Cranial
radiation therapy is one of the most effective treatments for childhood
brain cancers. Despite the ameliorated survival rate of juvenile patients, radiation exposure-induced brain neurogenic region injury could markedly impair patients' cognitive functions and even their quality of life. Determining the mechanism underlying neural stem cells (NSCs) response to irradiation stress is a crucial therapeutic strategy for
cognitive impairment. The present study demonstrated that X-ray irradiation arrested NSCs' cell cycle and impacted cell differentiation. To further characterize irradiation-induced molecular alterations in NSCs, two-dimensional high-resolution mass spectrometry-based quantitative proteomics analyses were conducted to explore the mechanism underlying ionizing radiation's influence on stem cell differentiation.
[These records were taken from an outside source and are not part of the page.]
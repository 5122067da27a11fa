//! Random-search optimiser over indicator and model parameters.
//!
//! Every trial samples one value per named range from a seeded RNG, hands the
//! parameters to a caller-supplied objective that runs walk-forward
//! evaluation, and ranks the result by [`FitnessWeights`]. Failing trials are
//! logged, recorded and skipped.

use std::collections::BTreeMap;
use std::io;

use chrono::Utc;
use rand::rngs::StdRng;
use rand::{Rng, SeedableRng};
use serde::{Deserialize, Serialize};
use serde_json::Value;
use thiserror::Error;

use crate::fitness::FitnessWeights;
use crate::history::{TrialHistory, TrialRecord};
use crate::params::{BestParams, DEFAULT_MODEL_NAME};
use crate::walk_forward::{WalkForwardConfig, WalkForwardResult};

// ─── Search space ────────────────────────────────────────────────────

/// Inclusive range of candidate values for one parameter.
#[derive(Debug, Clone, PartialEq, Serialize, Deserialize)]
#[serde(tag = "type", rename_all = "lowercase")]
pub enum ParamRange {
    Int { low: i64, high: i64 },
    Float { low: f64, high: f64 },
    Categorical { choices: Vec<Value> },
}

impl ParamRange {
    fn validate(&self, name: &str) -> Result<(), OptimizeError> {
        let invalid = |reason: String| OptimizeError::InvalidRange {
            name: name.to_string(),
            reason,
        };
        match self {
            Self::Int { low, high } if low > high => {
                Err(invalid(format!("low {low} exceeds high {high}")))
            }
            Self::Float { low, high } if !(low.is_finite() && high.is_finite()) => {
                Err(invalid("bounds must be finite".into()))
            }
            Self::Float { low, high } if low > high => {
                Err(invalid(format!("low {low} exceeds high {high}")))
            }
            Self::Categorical { choices } if choices.is_empty() => {
                Err(invalid("no choices".into()))
            }
            _ => Ok(()),
        }
    }

    fn sample(&self, rng: &mut StdRng) -> Value {
        match self {
            Self::Int { low, high } => Value::from(rng.gen_range(*low..=*high)),
            Self::Float { low, high } => Value::from(rng.gen_range(*low..=*high)),
            Self::Categorical { choices } => choices[rng.gen_range(0..choices.len())].clone(),
        }
    }
}

/// Named ranges, split into indicator and model sections.
#[derive(Debug, Clone, PartialEq, Serialize, Deserialize)]
#[serde(default)]
pub struct SearchSpace {
    pub indicators: BTreeMap<String, ParamRange>,
    pub model: BTreeMap<String, ParamRange>,
}

impl Default for SearchSpace {
    fn default() -> Self {
        let mut indicators = BTreeMap::new();
        indicators.insert("horizon".to_string(), ParamRange::Int { low: 5, high: 40 });
        indicators.insert(
            "tp_mult".to_string(),
            ParamRange::Float {
                low: 1.0,
                high: 3.0,
            },
        );
        indicators.insert(
            "sl_mult".to_string(),
            ParamRange::Float {
                low: 1.0,
                high: 3.0,
            },
        );

        let mut model = BTreeMap::new();
        model.insert(
            "temperature".to_string(),
            ParamRange::Float {
                low: 0.05,
                high: 5.0,
            },
        );
        model.insert(
            "standardize".to_string(),
            ParamRange::Categorical {
                choices: vec![Value::Bool(true), Value::Bool(false)],
            },
        );

        Self { indicators, model }
    }
}

impl SearchSpace {
    pub fn validate(&self) -> Result<(), OptimizeError> {
        for (name, range) in self.indicators.iter().chain(&self.model) {
            range.validate(name)?;
        }
        Ok(())
    }

    /// Draw one value per range, in name order within each section.
    pub fn sample(&self, rng: &mut StdRng) -> TrialParams {
        let draw = |ranges: &BTreeMap<String, ParamRange>, rng: &mut StdRng| -> BTreeMap<String, Value> {
            ranges
                .iter()
                .map(|(name, range)| (name.clone(), range.sample(rng)))
                .collect()
        };
        let indicators = draw(&self.indicators, rng);
        let model = draw(&self.model, rng);
        TrialParams { indicators, model }
    }
}

/// Parameters sampled for one trial.
#[derive(Debug, Clone, PartialEq, Serialize, Deserialize)]
pub struct TrialParams {
    pub indicators: BTreeMap<String, Value>,
    pub model: BTreeMap<String, Value>,
}

impl TrialParams {
    pub fn to_best_params(&self, model_name: &str) -> BestParams {
        BestParams {
            model_name: model_name.to_string(),
            indicators: self.indicators.clone(),
            model_params: self.model.clone(),
        }
    }
}

// ─── Search ──────────────────────────────────────────────────────────

#[derive(Debug, Clone, PartialEq, Serialize, Deserialize)]
#[serde(default)]
pub struct OptimizeConfig {
    pub n_trials: usize,
    pub seed: u64,
    /// Recorded in the best-params document.
    pub model_name: String,
    /// Confidence gate used while scoring trials (default 0.0, unlike the
    /// `[walk_forward]` table).
    pub conf_threshold: f64,
}

impl Default for OptimizeConfig {
    fn default() -> Self {
        Self {
            n_trials: 50,
            seed: 42,
            model_name: DEFAULT_MODEL_NAME.to_string(),
            conf_threshold: 0.0,
        }
    }
}

impl OptimizeConfig {
    /// Walk-forward settings for scoring one trial: `base` with this
    /// config's confidence gate.
    pub fn trial_walk_forward(&self, base: &WalkForwardConfig) -> WalkForwardConfig {
        WalkForwardConfig {
            conf_threshold: self.conf_threshold,
            ..base.clone()
        }
    }
}

#[derive(Debug, Error)]
pub enum OptimizeError {
    #[error("n_trials must be at least 1")]
    ZeroTrials,

    #[error("invalid range for '{name}': {reason}")]
    InvalidRange { name: String, reason: String },

    #[error("all {trials} trials failed")]
    NoSuccessfulTrial { trials: usize },

    #[error("failed to write trial history: {0}")]
    History(#[from] io::Error),
}

/// Result of a completed search.
#[derive(Debug, Clone)]
pub struct OptimizeOutcome {
    pub best: TrialRecord,
    pub best_params: BestParams,
    pub trials_run: usize,
    pub failed_trials: usize,
}

/// Seeded random search. The objective maps sampled parameters to a
/// walk-forward result; its errors mark the trial failed without aborting.
pub fn run_random_search<F>(
    space: &SearchSpace,
    config: &OptimizeConfig,
    weights: &FitnessWeights,
    history: Option<&TrialHistory>,
    mut objective: F,
) -> Result<OptimizeOutcome, OptimizeError>
where
    F: FnMut(&TrialParams) -> anyhow::Result<WalkForwardResult>,
{
    if config.n_trials == 0 {
        return Err(OptimizeError::ZeroTrials);
    }
    space.validate()?;

    tracing::info!(trials = config.n_trials, seed = config.seed, "starting random search");
    let mut rng = StdRng::seed_from_u64(config.seed);
    let mut best: Option<TrialRecord> = None;
    let mut failed_trials = 0;

    for trial in 0..config.n_trials {
        let params = space.sample(&mut rng);
        let record = match objective(&params) {
            Ok(result) => {
                let score = weights.score(&result);
                tracing::info!(
                    trial,
                    score,
                    walk_forward = result.walk_forward_score,
                    unseen = result.unseen_score,
                    "trial complete"
                );
                TrialRecord {
                    trial,
                    params,
                    score: Some(score),
                    walk_forward_score: Some(result.walk_forward_score),
                    unseen_score: Some(result.unseen_score),
                    folds: result.folds,
                    unseen: result.unseen,
                    error: None,
                    timestamp: Utc::now(),
                }
            }
            Err(err) => {
                failed_trials += 1;
                tracing::warn!(trial, error = %format!("{err:#}"), "trial failed, skipping");
                TrialRecord {
                    trial,
                    params,
                    score: None,
                    walk_forward_score: None,
                    unseen_score: None,
                    folds: Vec::new(),
                    unseen: None,
                    error: Some(format!("{err:#}")),
                    timestamp: Utc::now(),
                }
            }
        };

        if let Some(history) = history {
            history.append(&record)?;
        }

        if let Some(score) = record.score {
            let current = best.as_ref().and_then(|b| b.score).unwrap_or(f64::NEG_INFINITY);
            if weights.is_better(score, current) {
                best = Some(record);
            }
        }
    }

    let best = best.ok_or(OptimizeError::NoSuccessfulTrial {
        trials: config.n_trials,
    })?;
    tracing::info!(
        trial = best.trial,
        score = best.score.unwrap_or(0.0),
        failed = failed_trials,
        "random search complete"
    );

    Ok(OptimizeOutcome {
        best_params: best.params.to_best_params(&config.model_name),
        best,
        trials_run: config.n_trials,
        failed_trials,
    })
}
We observed that ionizing radiation suppressed intracellular protein transport, neuron projection development, etc., particularly in differentiated cells. Redox proteomics was performed for the quantification of
cysteine thiol modifications in order to profile the oxidation-reduction status of
proteins in stem cells that underwent ionizing radiation treatment. Via conjoint screening of
protein expression abundance and redox status datasets, several significantly expressed and oxidized
proteins were identified in differentiating NSCs subjected to X-ray irradiation. Among these
proteins,
succinate dehydrogenase [ubiquinone]
flavoprotein subunit, mitochondrial (sdha) and the
acyl carrier protein, mitochondrial (Ndufab1) were highly related to
neurodegenerative diseases such as
Parkinson's disease,
Alzheimer's disease, and
Huntington's disease, illustrating the dual-character of NSCs in cell differentiation: following exposure to ionizing radiation, the normal differentiation of NSCs was compromised, and the upregulated oxidized
proteins implied a degenerative differentiation trajectory. These findings could be integrated into research on
neurodegenerative diseases and future preventive strategies.